Abstract

Faced with environmental legislation imposed by authorities, manufacturers must review their short- and mid-long-term strategies in order to integrate the environmental dimension into the decision-making process. In that context, in this paper, we address the problem of an unreliable manufacturing system producing one product family type to meet a demand. We consider that the manufacturing system’s operations generate harmful emissions into the environment. Hence, in addition to inventory, production and backlog costs, an environmental penalty is imposed when the emission level reaches a specific limit (cap approach). Because technology investments in production clean processes is often heavy and to improve its environmental strategy, we consider that demand can be partially satisfied by an unreliable subcontractor. The subcontractor which is characterized by a high development and innovation on sustainable technology requires a high selling cost and a random availability. This work examines this decision-making problem in order to propose a new joint production and subcontracting control policy which takes into account the emission level. The objective is to optimize the total cost, which includes the inventory, backlog, production, emission, and subcontracting costs, over an infinite horizon.
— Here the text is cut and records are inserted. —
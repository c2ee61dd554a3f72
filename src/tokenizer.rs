//! Tokenizer for Skald source text.
//!
//! Scans left to right with a character cursor. Keywords are not a separate
//! token kind; the parser distinguishes them by text. Only `true`/`false`
//! are classified eagerly (as `BoolLiteral`), so they can never be used as
//! identifiers.

use crate::ast::Location;
use crate::error::CompileError;

#[derive(Debug, Clone, Copy, PartialEq, Eq)]
pub enum TokenKind {
    Identifier,
    IntLiteral,
    BoolLiteral,
    Operator,
    Punctuation,
    /// Synthesized by the parser when it peeks past the last token.
    End,
}

#[derive(Debug, Clone, PartialEq)]
pub struct Token {
    pub text: String,
    pub kind: TokenKind,
    pub location: Location,
}

impl Token {
    pub fn new(text: impl Into<String>, kind: TokenKind, location: Location) -> Self {
        Token {
            text: text.into(),
            kind,
            location,
        }
    }
}

/// Two-character operators, tried before the single-character ones.
const TWO_CHAR_OPERATORS: [&str; 4] = ["==", "!=", "<=", ">="];
const ONE_CHAR_OPERATORS: [char; 8] = ['=', '<', '>', '+', '-', '*', '/', '%'];
const PUNCTUATION: [char; 7] = ['(', ')', '{', '}', ',', ';', ':'];

/// Tokenize `source`, reporting locations against `filename`.
///
/// Comments run from `#` or `//` to the end of the line. The first character
/// that matches no rule raises a lex error.
pub fn tokenize(source: &str, filename: &str) -> Result<Vec<Token>, CompileError> {
    let chars: Vec<char> = source.chars().collect();
    let mut tokens = Vec::new();
    let mut pos = 0;
    let mut line = 1;
    let mut column = 1;

    while pos < chars.len() {
        let ch = chars[pos];
        let location = Location::new(filename, line, column);

        // Whitespace
        if ch.is_whitespace() {
            if ch == '\n' {
                line += 1;
                column = 1;
            } else {
                column += 1;
            }
            pos += 1;
            continue;
        }

        // Comments: '#' or '//' to end of line
        if ch == '#' || (ch == '/' && chars.get(pos + 1) == Some(&'/')) {
            while pos < chars.len() && chars[pos] != '\n' {
                pos += 1;
                column += 1;
            }
            continue;
        }

        // Identifiers, keywords and boolean literals
        if ch.is_ascii_alphabetic() || ch == '_' {
            let start = pos;
            while pos < chars.len() && (chars[pos].is_ascii_alphanumeric() || chars[pos] == '_') {
                pos += 1;
            }
            let text: String = chars[start..pos].iter().collect();
            column += pos - start;
            let kind = if text == "true" || text == "false" {
                TokenKind::BoolLiteral
            } else {
                TokenKind::Identifier
            };
            tokens.push(Token::new(text, kind, location));
            continue;
        }

        // Integer literals
        if ch.is_ascii_digit() {
            let start = pos;
            while pos < chars.len() && chars[pos].is_ascii_digit() {
                pos += 1;
            }
            let text: String = chars[start..pos].iter().collect();
            column += pos - start;
            tokens.push(Token::new(text, TokenKind::IntLiteral, location));
            continue;
        }

        // Operators, longest match first
        if pos + 1 < chars.len() {
            let pair: String = chars[pos..pos + 2].iter().collect();
            if TWO_CHAR_OPERATORS.contains(&pair.as_str()) {
                tokens.push(Token::new(pair, TokenKind::Operator, location));
                pos += 2;
                column += 2;
                continue;
            }
        }
        if ONE_CHAR_OPERATORS.contains(&ch) {
            tokens.push(Token::new(ch.to_string(), TokenKind::Operator, location));
            pos += 1;
            column += 1;
            continue;
        }

        if PUNCTUATION.contains(&ch) {
            tokens.push(Token::new(ch.to_string(), TokenKind::Punctuation, location));
            pos += 1;
            column += 1;
            continue;
        }

        return Err(CompileError::lex(
            location,
            format!("unrecognized character '{}'", ch),
        ));
    }

    Ok(tokens)
}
An experimental approach combining simulation, experimental design and response surface methodology is used to solve the problem. Through numerical examples and further sensitivity analysis, the structure of the control policy is confirmed and analyzed. Thanks to the practical usefulness of the resolution approach, we provide a decision support system to help managers in deciding whether or not to subcontract, depending on green subcontractor characteristics (availability and cost).